Resource cycle begins with an allocation of a resource. To do that, you should call `ralloc()`,
passing the parent pool and the appropriate resource class as arguments. BIRD
allocates a memory block of size given by the given class member `size`.
Beginning of the block is reserved for `struct resource` itself and initialized
by the given arguments. Therefore, you may sometimes see an idiom where a structure
has a first member `struct resource r;`, indicating that this item should be
allocated as a resource.

The counterpart is resource freeing. This may be implicit (by resource pool
freeing) or explicit (by `rfree()`). In both cases, the `free()` function of
the appropriate class is called to cleanup the resource before final freeing.

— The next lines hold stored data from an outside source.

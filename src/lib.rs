//! This is a platform-agnostic, non-blocking Rust driver for the SHT30, SHT31 and SHT35
//! humidity and temperature digital sensors. The core driver never blocks and never owns
//! the bus: it is driven by three primitives the caller supplies (start an I²C write,
//! start an I²C read, start a millisecond timer) and reports every result through a
//! completion callback. A thin front end over the [`embedded-hal-async`] traits runs the
//! same sequences for callers that have an async HAL.
//!
//! [`embedded-hal-async`]: https://github.com/rust-embedded/embedded-hal/tree/master/embedded-hal-async
//!
//! This driver allows you to:
//! - Send single-shot measurement commands and read out the measurements, with or without
//!   clock stretching, at any repeatability.
//! - Start, fetch from, read and stop periodic measurements, including accelerated
//!   response time mode.
//! - Choose which of temperature and humidity to read and which checksums to verify.
//! - Enable/disable the heater.
//! - Trigger a software reset, optionally waiting out the reset time.
//! - Read and clear the status register, and decode its flags.
//!
//! Only one sequence runs per instance at a time. Any operation started while another is
//! in flight fails immediately with [`Error::Busy`] and leaves the running one alone.
//!
//! ## Features
//!
//! - `async`: Enables the [`asynch`] front end.
//! - `defmt`: Enables logging using the `defmt` framework.
//! - `log`: Enables logging using the `log` framework.
//!
//! ## Supported devices: SHT30, SHT31, SHT35
//!
//! Datasheet:
//!   [SHT3x-DIS](https://sensirion.com/media/documents/213E6A3B/63A5A569/Datasheet_SHT3x_DIS.pdf)
//!
//! ## Callback Example:
//!
//! ```
//! use sht3x_async::{ClockStretching, Config, Error, Flags, I2cResultCode, Measurement, Repeatability, Sht3x};
//!
//! fn on_measurement(result: Result<Measurement, Error>, _user_data: ()) {
//!     if let Ok(meas) = result {
//!         let _ = (meas.temperature, meas.humidity);
//!     }
//! }
//!
//! // Platform-specific: start the transaction or timer and return
//! let config = Config {
//!     i2c_write: |_addr: u8, _data: &[u8]| {},
//!     i2c_read: |_addr: u8, _len: usize| {},
//!     start_timer: |_ms: u32| {},
//!     i2c_addr: 0x44,
//! };
//! let mut sht3x: Sht3x<_, _, _, ()> = Sht3x::new(config).unwrap();
//!
//! sht3x.read_single_shot_measurement(
//!     Repeatability::High,
//!     ClockStretching::Disabled,
//!     Flags::READ_TEMP | Flags::READ_HUM,
//!     Some(on_measurement),
//!     (),
//! ).unwrap();
//!
//! // Later, from the event loop, as the bus and timer report back
//! sht3x.i2c_write_complete(I2cResultCode::Ok).unwrap();
//! sht3x.timer_expired().unwrap();
//! sht3x.i2c_read_complete(I2cResultCode::Ok, &[0x62, 0x60, 0xB6, 0x72, 0xB3]).unwrap();
//! ```
//!
//! ## Async Example:
//!
//! ```ignore
//! use sht3x_async::{asynch::Sht3xAsync, ClockStretching, Flags, I2cAddr, Repeatability};
//!
//! // Platform-specific
//! let i2c = /* embedded_hal_async::i2c::I2c instance */;
//! let delay = /* embedded_hal_async::delay::DelayNs instance */;
//!
//! let mut sht3x = Sht3xAsync::new(i2c, delay, I2cAddr::Addr44);
//! let meas = sht3x
//!     .read_single_shot_measurement(Repeatability::High, ClockStretching::Disabled, Flags::ALL)
//!     .await
//!     .unwrap();
//! println!("{:3} %RH, {:0.1} °C", meas.humidity.unwrap(), meas.temperature.unwrap());
//! ```

#![deny(missing_docs)]
#![deny(unsafe_code)]
#![cfg_attr(not(test), no_std)]

#[cfg(all(feature = "defmt", feature = "log"))]
compile_error!("Features \"defmt\" and \"log\" are mutually exclusive and cannot be enabled together");

cfg_if::cfg_if! {
    if #[cfg(feature = "defmt")] {
        macro_rules! trace {
            ($($arg:tt)*) => { defmt::trace!($($arg)*) };
        }
        macro_rules! warn {
            ($($arg:tt)*) => { defmt::warn!($($arg)*) };
        }
    } else if #[cfg(feature = "log")] {
        macro_rules! trace {
            ($($arg:tt)*) => { log::trace!($($arg)*) };
        }
        macro_rules! warn {
            ($($arg:tt)*) => { log::warn!($($arg)*) };
        }
    } else {
        macro_rules! trace {
            ($($arg:tt)*) => { () };
        }
        macro_rules! warn {
            ($($arg:tt)*) => { () };
        }
    }
}

#[cfg(feature = "async")]
pub mod asynch;
mod device_impl;
mod engine;
mod hw_def;
pub mod transport;
mod types;

pub use crate::{hw_def::*, transport::*, types::*};

#[cfg(test)]
mod tests {
    #[test]
    fn logging_macros_are_unit_expressions() {
        let status: Option<u16> = None;
        let logged = match status {
            Some(_) => trace!("sht3x: status present"),
            None => warn!("sht3x: no status"),
        };
        let () = logged;
    }
}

To account for `dump` and `memsize` calls, there are CLI commands `dump
resources` and `show memory`, using these to dump resources or show memory
usage as perceived by BIRD.

The last, `lookup`, is quite an obsolete way to identify a specific pointer
from a debug interface. You may call `rlookup(pointer)` and BIRD should dump
that resource to the debug output. This mechanism is probably incomplete as no
developer uses it actively for debugging.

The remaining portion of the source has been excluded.